技術の進歩を考えた特許出願のタイミングとは?

 一方、技術は常に進歩しています。

 そのため、これがベスト、という技術はないし、常に改良点が出てきます。また、イノベーションによって従来とは全く別の技術が現れてきます。

 特許出願するには、これらのタイミングも考える必要があります。

 せっかく特許出願して特許権を取得しても、その頃には保護しようとする発明・技術内容がすでに古くなって使われなくなってしまった、というのでは意味がありません。

 基本的な発明を保護するための特許権でない限り、技術の進歩に合わせて特許出願をし続ける必要があります。

最初の特許出願から1年以内が最大のチャンス

 最適な時期に特許出願をする、といっても、いつが最適な時期かを見極めることは結構難しいこともあります。

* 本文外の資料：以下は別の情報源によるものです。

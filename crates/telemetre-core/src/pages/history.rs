//! History page: the saved-measurement log and its clear action.

use embedded_graphics::prelude::*;
use embedded_graphics::{
    Drawable as EgDrawable,
    pixelcolor::Rgb565,
    primitives::{PrimitiveStyle, Rectangle},
};
use heapless::Vec;

use crate::history::HISTORY_HEADER;
use crate::pages::page::Page;
use crate::ui::{
    Action, Alignment, Button, ButtonVariant, Container, Direction, Drawable, MultiLineText,
    PageEvent, PageId, Padding, SizeConstraint, Style, TextSize, Theme, TouchEvent, TouchResult,
    Touchable,
};

const BUTTON_ROW_HEIGHT_PX: u32 = 36;

pub struct HistoryPage {
    bounds: Rectangle,
    theme: Theme,
    panel: MultiLineText,
    buttons: Vec<Button, 2>,
    dirty: bool,
}

impl HistoryPage {
    pub fn new(bounds: Rectangle) -> Self {
        Self {
            bounds,
            theme: Theme::default(),
            panel: MultiLineText::new(Rectangle::zero(), HISTORY_HEADER, TextSize::Medium),
            buttons: Vec::new(),
            dirty: true,
        }
    }

    /// Compute the layout and build the buttons.
    pub fn init(&mut self) {
        let theme = self.theme;
        let palette = theme.palette;

        let mut root = Container::<2>::new(self.bounds, Direction::Vertical)
            .with_alignment(Alignment::Stretch)
            .with_spacing(theme.spacing.medium)
            .with_padding(Padding::all(theme.spacing.medium));

        let panel_slot = root.add_child(Size::zero(), SizeConstraint::Expand);
        let button_row = root.add_child(Size::zero(), SizeConstraint::Fixed(BUTTON_ROW_HEIGHT_PX));

        if let Some(bounds) = panel_slot.ok().and_then(|i| root.child_bounds(i)) {
            self.panel = MultiLineText::new(bounds, HISTORY_HEADER, TextSize::Medium).with_style(
                Style::new()
                    .with_background(palette.surface)
                    .with_border(palette.border, 1)
                    .with_padding(Padding::all(theme.spacing.medium)),
            );
        }

        self.buttons.clear();
        if let Some(bounds) = button_row.ok().and_then(|i| root.child_bounds(i)) {
            let mut row = Container::<2>::new(bounds, Direction::Horizontal)
                .with_alignment(Alignment::Stretch)
                .with_spacing(theme.spacing.medium);
            let left = row.add_child(Size::zero(), SizeConstraint::Expand);
            let right = row.add_child(Size::zero(), SizeConstraint::Expand);

            if let Some(bounds) = left.ok().and_then(|i| row.child_bounds(i)) {
                self.buttons
                    .push(
                        Button::new(bounds, "Effacer", Action::ClearHistory)
                            .with_palette(palette)
                            .with_variant(ButtonVariant::Secondary),
                    )
                    .ok();
            }
            if let Some(bounds) = right.ok().and_then(|i| row.child_bounds(i)) {
                self.buttons
                    .push(
                        Button::new(bounds, "Retour", Action::GoBack)
                            .with_palette(palette)
                            .with_variant(ButtonVariant::Outline),
                    )
                    .ok();
            }
        }

        self.dirty = true;
    }
}

impl Page for HistoryPage {
    fn id(&self) -> PageId {
        PageId::History
    }

    fn title(&self) -> &str {
        "Historique"
    }

    fn on_activate(&mut self) {
        self.dirty = true;
    }

    fn handle_touch(&mut self, event: TouchEvent) -> Option<Action> {
        for button in &mut self.buttons {
            match button.handle_touch(event) {
                TouchResult::Action(action) => return Some(action),
                TouchResult::Handled => return None,
                TouchResult::NotHandled => continue,
            }
        }
        None
    }

    fn update(&mut self) {}

    fn on_event(&mut self, event: &PageEvent) -> bool {
        match event {
            PageEvent::History(text) => {
                self.panel.set_text(text);
                Drawable::is_dirty(self)
            }
            _ => false,
        }
    }

    fn draw_page<D: DrawTarget<Color = Rgb565>>(
        &mut self,
        display: &mut D,
    ) -> Result<(), D::Error> {
        Drawable::draw(self, display)
    }

    fn bounds(&self) -> Rectangle {
        Drawable::bounds(self)
    }

    fn is_dirty(&self) -> bool {
        Drawable::is_dirty(self)
    }

    fn mark_clean(&mut self) {
        Drawable::mark_clean(self)
    }

    fn mark_dirty(&mut self) {
        Drawable::mark_dirty(self)
    }
}

impl Drawable for HistoryPage {
    fn draw<D: DrawTarget<Color = Rgb565>>(&self, display: &mut D) -> Result<(), D::Error> {
        self.bounds
            .into_styled(PrimitiveStyle::with_fill(self.theme.palette.background))
            .draw(display)?;

        self.panel.draw(display)?;
        for button in &self.buttons {
            button.draw(display)?;
        }

        Ok(())
    }

    fn bounds(&self) -> Rectangle {
        self.bounds
    }

    fn is_dirty(&self) -> bool {
        self.dirty || self.panel.is_dirty() || self.buttons.iter().any(|b| b.is_dirty())
    }

    fn mark_clean(&mut self) {
        self.dirty = false;
        self.panel.mark_clean();
        for button in &mut self.buttons {
            button.mark_clean();
        }
    }

    fn mark_dirty(&mut self) {
        self.dirty = true;
    }
}

#[cfg(test)]
mod tests {
    use super::*;
    use crate::app_state::SessionState;
    use crate::measure::Measurement;
    use crate::ui::TouchPoint;

    fn page() -> HistoryPage {
        let mut page = HistoryPage::new(Rectangle::new(Point::zero(), Size::new(320, 240)));
        page.init();
        page
    }

    #[test]
    fn test_history_event_updates_panel() {
        let mut session = SessionState::new();
        session.record_measurement(Measurement::Distance(300));
        let _ = session.handle_action(Action::SaveToHistory);

        let mut page = page();
        Drawable::mark_clean(&mut page);

        assert!(page.on_event(&PageEvent::History(session.history_text())));
    }

    #[test]
    fn test_clear_button_emits_clear_action() {
        let mut page = page();
        let center = page.buttons[0].bounds().center();

        let action = page.handle_touch(TouchEvent::Press(TouchPoint::new(
            center.x as u16,
            center.y as u16,
        )));
        assert_eq!(action, Some(Action::ClearHistory));
    }

    #[test]
    fn test_other_events_are_ignored() {
        let mut page = page();
        Drawable::mark_clean(&mut page);

        assert!(!page.on_event(&PageEvent::Measurement(Measurement::Distance(1))));
    }
}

また、同じ発明であれば、もっとも早く特許出願をした人に優先的に特許権が設定されるため、時期を見極めている間に他人に特許出願されてしまっては意味がありません。

 となると、発明が完成した時点でまず特許出願をして、追加の発明があったときにその都度、元の特許出願に追加できれば、技術が進歩する分も含めて発明全体をしっかり保護できることになります。でも、このような都合のいいことができるのでしょうか。

 通常は、一度特許出願したものに新たな事項を追加することはできません。
 でも、最初の特許出願から1年以内であれば、新たに生まれた関連発明を追加して一つの新しい特許出願をすることができます。この制度を国内優先権主張出願制度といいます。

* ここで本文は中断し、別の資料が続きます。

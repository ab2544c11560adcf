//! Hardware-specific support code for the telemetre-rs firmware.

#![no_std]

pub mod ft6336u;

 この制度を利用することによって、技術の進捗があっても、それらを含めた広い範囲で発明を保護することができます。

 例えば、株式会社鈴木製作所(http://www.suzuki-ss.co.jp/)は、ハイエンド層に特化したロックミシンおよび包装機械の製造を事業の2本柱とするメーカーです。

 この会社が特許出願する場合には、量産品の試作段階で特許明細書の作成に着手し、商品販売の直前まで待ってから出願しています。この会社が取り扱う製品は、製品販売したからといって、すぐに模倣されるような簡単なものではないため、販売直前の特許出願でも大丈夫なのです。

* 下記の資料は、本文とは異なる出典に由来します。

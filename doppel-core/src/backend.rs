// SPDX-License-Identifier: AGPL-3.0-or-later
//! Storage backend trait
//!
//! A backend instance is bound to one [`DeviceRoot`] and addresses items by
//! [`AfsPath`] below it. Operations that take a second location (copy,
//! rename) take a full [`AbstractPath`]; the `*_same_kind` variants are
//! only called when both locations use the backend's scheme.
//!
//! Contract shared by every implementation:
//! - creating, copying or renaming onto an existing item fails with
//!   [`DoppelError::TargetExists`], never overwrites
//! - an output stream that is dropped without `finalize` leaves no file
//! - folder enumeration never follows symlinks

use async_trait::async_trait;
use std::cmp::Ordering;

use crate::cancel::CancelToken;
use crate::error::{DoppelError, DoppelResult};
use crate::item::{CopyResult, FileId, FolderListing, ItemType, PathStatus, StreamAttributes};
use crate::path::{AbstractPath, AfsPath, DeviceRoot};
use crate::progress::IoCallback;
use crate::traverse::{self, TraverseSink};

/// Storage backend capabilities
#[derive(Debug, Clone, Default)]
pub struct StorageCapabilities {
    pub symlinks: bool,
    pub permissions: bool,
    pub file_ids: bool,
    pub recycle_bin: bool,
    pub preallocation: bool,
}

impl StorageCapabilities {
    pub fn local_filesystem() -> Self {
        Self {
            symlinks: cfg!(unix),
            permissions: cfg!(unix),
            file_ids: cfg!(unix),
            recycle_bin: true,
            preallocation: cfg!(target_os = "linux"),
        }
    }
}

#[async_trait]
pub trait InputStream: Send {
    /// Fill as much of `buf` as possible; a short read means end of stream.
    async fn read(&mut self, buf: &mut [u8]) -> DoppelResult<usize>;

    /// Preferred read size.
    fn block_size(&self) -> usize;

    /// Attributes of the opened item, if the backend can report them.
    async fn attributes(&mut self) -> DoppelResult<Option<StreamAttributes>>;
}

/// Result of completing an output stream
#[derive(Debug, Clone, Default, PartialEq, Eq)]
pub struct FinalizeResult {
    pub file_id: Option<FileId>,
    pub error_mod_time: Option<String>,
}

#[async_trait]
pub trait OutputStream: Send {
    async fn write(&mut self, data: &[u8]) -> DoppelResult<()>;

    /// Commit the written data. Until this succeeds the target counts as
    /// incomplete and is removed when the stream is dropped.
    async fn finalize(&mut self) -> DoppelResult<FinalizeResult>;
}

/// Items that could not be moved to the recycle bin when a session finished
#[derive(Debug, Clone, Default)]
pub struct RecycleReport {
    pub recycled: usize,
    pub failures: Vec<(String, String)>,
}

/// Batched recycle-bin deletion
#[async_trait]
pub trait RecycleSession: Send {
    /// Remove `item` from its place and stage it for the recycle bin.
    /// `logical_path` is the item's path relative to the session base and
    /// decides where it lands inside the bin. Returns false if the item did
    /// not exist.
    async fn recycle_item(&mut self, item: &AbstractPath, logical_path: &AfsPath) -> DoppelResult<bool>;

    /// Commit everything staged. Failures of single items are reported, not
    /// raised.
    async fn finalize(&mut self, cancel: &CancelToken) -> DoppelResult<RecycleReport>;
}

/// Storage backend trait
#[async_trait]
pub trait StorageBackend: Send + Sync {
    fn device(&self) -> &DeviceRoot;
    fn display_name(&self) -> &str;
    fn capabilities(&self) -> &StorageCapabilities;
    fn is_case_sensitive(&self) -> bool;

    fn abstract_path(&self, path: &AfsPath) -> AbstractPath {
        AbstractPath::new(self.device().clone(), path.clone())
    }

    fn display_path(&self, path: &AfsPath) -> String {
        self.abstract_path(path).to_string()
    }

    /// Whether `other` is the same device. Never touches the OS.
    fn compare_device_root(&self, other: &DeviceRoot) -> Ordering {
        self.device().cmp(other)
    }

    async fn item_type(&self, path: &AfsPath) -> DoppelResult<ItemType>;

    async fn item_type_if_exists(&self, path: &AfsPath) -> DoppelResult<Option<ItemType>> {
        match self.item_type(path).await {
            Ok(t) => Ok(Some(t)),
            Err(DoppelError::NotFound(_)) => Ok(None),
            Err(e) => Err(e),
        }
    }

    /// Walk up from `path` to the first ancestor that exists.
    async fn path_status(&self, path: &AfsPath) -> DoppelResult<PathStatus> {
        let mut missing = Vec::new();
        let mut current = path.clone();
        loop {
            if let Some(existing_type) = self.item_type_if_exists(&current).await? {
                missing.reverse();
                return Ok(PathStatus {
                    existing_type,
                    existing_path: self.abstract_path(&current),
                    missing,
                });
            }
            match (current.parent(), current.name()) {
                (Some(parent), Some(name)) => {
                    missing.push(name.to_string());
                    current = parent;
                }
                _ => return Err(DoppelError::RootUnreachable(self.display_path(path))),
            }
        }
    }

    async fn list_folder(&self, path: &AfsPath) -> DoppelResult<FolderListing>;

    /// Depth-first enumeration below `base`, reporting to `sink`.
    async fn traverse(
        &self,
        base: &AfsPath,
        sink: &mut dyn TraverseSink,
        cancel: &CancelToken,
    ) -> DoppelResult<()> {
        traverse::traverse(self, base, sink, cancel).await
    }

    /// Create one folder. The parent must exist.
    async fn create_folder(&self, path: &AfsPath) -> DoppelResult<()>;

    /// Create `path` and any missing ancestors.
    async fn create_folder_recursive(&self, path: &AfsPath) -> DoppelResult<()> {
        let status = self.path_status(path).await?;
        if status.existing_type != ItemType::Folder && !status.missing.is_empty() {
            return Err(DoppelError::NotAFolder(status.existing_path.to_string()));
        }
        let mut current = status.existing_path.afs_path().clone();
        for name in &status.missing {
            current = current.join(name);
            match self.create_folder(&current).await {
                Ok(()) | Err(DoppelError::TargetExists(_)) => {}
                Err(e) => return Err(e),
            }
        }
        Ok(())
    }

    async fn remove_file(&self, path: &AfsPath) -> DoppelResult<()>;
    async fn remove_symlink(&self, path: &AfsPath) -> DoppelResult<()>;
    /// Remove an empty folder.
    async fn remove_folder(&self, path: &AfsPath) -> DoppelResult<()>;

    /// Remove a folder with everything below it. Symlinks are removed, not followed.
    async fn remove_folder_recursive(&self, path: &AfsPath) -> DoppelResult<()> {
        let listing = self.list_folder(path).await?;
        for item in &listing.items {
            let child = path.join(item.name());
            match item.item_type() {
                ItemType::File => self.remove_file(&child).await?,
                ItemType::Symlink => self.remove_symlink(&child).await?,
                ItemType::Folder => self.remove_folder_recursive(&child).await?,
            }
        }
        self.remove_folder(path).await
    }

    async fn set_mod_time(&self, path: &AfsPath, mod_time: i64) -> DoppelResult<()>;

    async fn resolve_symlink(&self, path: &AfsPath) -> DoppelResult<AbstractPath>;
    async fn read_symlink_target(&self, path: &AfsPath) -> DoppelResult<Vec<u8>>;

    async fn open_input_stream(&self, path: &AfsPath) -> DoppelResult<Box<dyn InputStream>>;

    /// Create a new file for writing. `stream_size` lets the backend
    /// preallocate; `mod_time` is applied on finalize.
    async fn open_output_stream(
        &self,
        path: &AfsPath,
        stream_size: Option<u64>,
        mod_time: Option<i64>,
    ) -> DoppelResult<Box<dyn OutputStream>>;

    async fn copy_file_same_kind(
        &self,
        source: &AfsPath,
        target: &AbstractPath,
        copy_permissions: bool,
        progress: Option<&IoCallback<'_>>,
        cancel: &CancelToken,
    ) -> DoppelResult<CopyResult>;

    async fn copy_new_folder_same_kind(
        &self,
        source: &AfsPath,
        target: &AbstractPath,
        copy_permissions: bool,
    ) -> DoppelResult<()>;

    async fn copy_symlink_same_kind(
        &self,
        source: &AfsPath,
        target: &AbstractPath,
        copy_permissions: bool,
    ) -> DoppelResult<()>;

    /// Fails with [`DoppelError::DifferentVolume`] when `target` is on
    /// another device root.
    async fn rename_item_same_kind(&self, source: &AfsPath, target: &AbstractPath) -> DoppelResult<()>;

    async fn supports_permissions(&self, path: &AfsPath) -> DoppelResult<bool>;

    /// Free bytes at `path`, 0 if unknown.
    async fn free_disk_space(&self, path: &AfsPath) -> DoppelResult<u64>;

    async fn supports_recycle_bin(&self, path: &AfsPath) -> DoppelResult<bool>;

    /// Start a recycle session for items below `base`.
    async fn create_recycle_session(&self, base: &AfsPath) -> DoppelResult<Box<dyn RecycleSession>>;

    /// Recycle a single item right away. Returns false if it did not exist.
    async fn recycle_item_if_exists(&self, path: &AfsPath) -> DoppelResult<bool>;
}

#[cfg(test)]
mod tests {
    use super::*;

    #[test]
    fn test_local_capabilities() {
        let caps = StorageCapabilities::local_filesystem();
        assert!(caps.recycle_bin);
        assert_eq!(caps.symlinks, cfg!(unix));
    }
}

 その代り、製品を市場に投入した後、お客さんに使用されて初めて気がつくような改善点が出てくることもあります。重要な改善点の場合には、それらも模倣から保護する必要があります。そのようなときには、この国内優先権主張出願制度を利用して権利範囲を更新します。

 また、株式会社福島エコロジカル(http://www.eco-miimo.co.jp/)は、電気を使用しない無電化自動ドアを開発した会社です。

 この会社の社長さんが無電化自動ドアに関する発明を特許権で保護するにあたって、まずは、基本的な発明を保護するために試作品を展示会に出展する前に特許出願をしました。展示会に出展してしまうと発明内容が公表されてしまうので、その後に特許出願をしても特許権を取得することができないばかりか、競合他社に早速模倣されてしまいます。そこで、そうなる前に手を打ちました。

 その後、改良を続けては出願し公表するというパターンを2回ほど繰り返し、発明の完成度が高まった段階で国内優先権主張出願制度を利用して、3つの特許出願を一つにまとめた特許出願をしました。

 このように時間差出願をしたものを一つの特許出願にできるのは1年間という限られた時間ではありますが、生まれた発明を包括的に漏れなく保護することができます。

 ところで、この制度を利用した場合の特許権の存続期間はどうなるのでしょうか。

 特許権の存続期間は原則、特許出願日から20年間です。ということは、例えば、最初にAという発明を特許出願して、10か月後にBという関連発明を追加したA+Bでこの制度を利用して特許出願した場合、A、Bで存続期間が異なってしまうのでしょうか。

 実は、この場合、最終的に残る特許出願は、A+Bでの特許出願なので、存続期間もこのA+Bの特許出願日から20年間となります。つまり、Aの部分は、実質的には20年+10か月となって、10か月分お得になります。

 ただし、Aの特許出願とA+Bの最終的な特許出願との間に、第三者がA+Bの特許出願をしてしまった場合には、Bの部分について特許権が認められない場合があるので注意が必要です。

1年経ったらもう手はないの?

 国内優先権主張出願制度は、最初の特許出願から1年以内に利用できる制度でした。

 それでは、1年経過後には、このような時間差出願することはできなくなってしまうのでしょうか。

 特許出願した内容は、出願から1年半経過した後、世の中に公開されます。ということは、出願から1年半以内であれば、特許出願した内容はまだ誰も知ることができません。

 この間に新たな特許出願をすれば、国内優先権制度のように一つの特許出願とすることはできませんが、追加発明を別の特許権で保護することができます。

 1年半が過ぎた後は、最初の発明の周辺部分を主役とする新たな発明に基づく特許出願をしていって、アイデアを複数の特許権からなる特許の網で保護していきます。

経営戦略から特許出願のタイミングを考えよう

 このように特許出願は、発明の内容だけでなく、その商品の製造販売時期や製品のライフサイクルを考えて行う必要があります。

 どのような発明内容で、いつ特許出願したらいいのか不安に思われる方は、ぜひ、専門家に相談されてみてはいかがでしょうか。